O velho cigano é que ficou eternamente agradecido, Convenceu-se mesmo que o tenente lhe salvara a vida e, sempre que se deslocava de Espanha a Miranda, normalmente nos dias de feira, lá ia ele ao posto da GNR convidar o tenente para ir almoçar uma "posta à mirandesa" ao acampamento cigano em Torregamones, aldeia espanhola raiana, do outro lado do Douro.
O tenente foi resistindo, mas, um dia lá foi. Num domingo qualquer pôs-se a caminho atravessou o rio e almoçou com o cigano e com a família dele. A mulher, velha cigana espanhola de pele enegrecida e engelhada e quatro filhas. Três rapariguitas magríssimas de idade indefinida e uma mulheraça morena e trintona de enormes e letais olhos negros, de traços faciais marcados, onde sobressaíam um elegante nariz aquilino e uma sensual e tentadora boca de lábios carnudos. O tenente até sentiu um estremeção quando encarou a cigana.
– Esta é a minha filha Cármen. Ficou viúva há mais de dez anos e agora vive comigo. Lê a sina nas feiras. Qualquer dia vai à feira de Miranda!... – disse o velho, quando os apresentou.
O certo é que o tenente não mais conseguiu tirar os olhos de cima da viúva. E ela notou, claro. Quirino gabou muito o molho da ”posta”, especialmente saboroso.
– Essa é a especialidade da Cármen – esclareceu o velho – É um espectáculo!...
A cigana olhou de frente para ele e sorriu. O tenente deixou-se afundar nos grandes lagos negros, ao som de castanholas que ele, mais tarde, juraria que ouviu. Estava perdido.
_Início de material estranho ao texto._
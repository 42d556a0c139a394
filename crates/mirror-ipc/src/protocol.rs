//! Control messages.

use mirror_engine::ControlCommand;
use serde::{Deserialize, Serialize};

/// Client to server.
#[derive(Debug, Clone, Copy, PartialEq, Eq, Serialize, Deserialize)]
#[serde(tag = "type", rename_all = "lowercase")]
pub enum ControlRequest {
    Start,
    Stop,
    /// Ask for the current snapshot.
    Status,
}

impl ControlRequest {
    pub fn from_json(json: &str) -> serde_json::Result<Self> {
        serde_json::from_str(json)
    }

    pub fn to_json(&self) -> serde_json::Result<String> {
        serde_json::to_string(self)
    }

    /// The supervisor command this request maps to, if any.
    pub fn command(self) -> Option<ControlCommand> {
        match self {
            ControlRequest::Start => Some(ControlCommand::Start),
            ControlRequest::Stop => Some(ControlCommand::Stop),
            ControlRequest::Status => None,
        }
    }
}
Quando uns dias mais tarde, na feira de Miranda, a procurou e encontrou, teve início um romance que lhe consumiu a vida durante muito tempo. É que ela também praticava as artes da bruxaria e com isso infernizou o desgraçado que só por envenenamentos foi parar ao hospital seis ou sete vezes.
Cármen era conhecida, em Miranda, pela cigana do tenente. Mais tarde pela cigana do capitão, etc. Ia sendo “promovida”…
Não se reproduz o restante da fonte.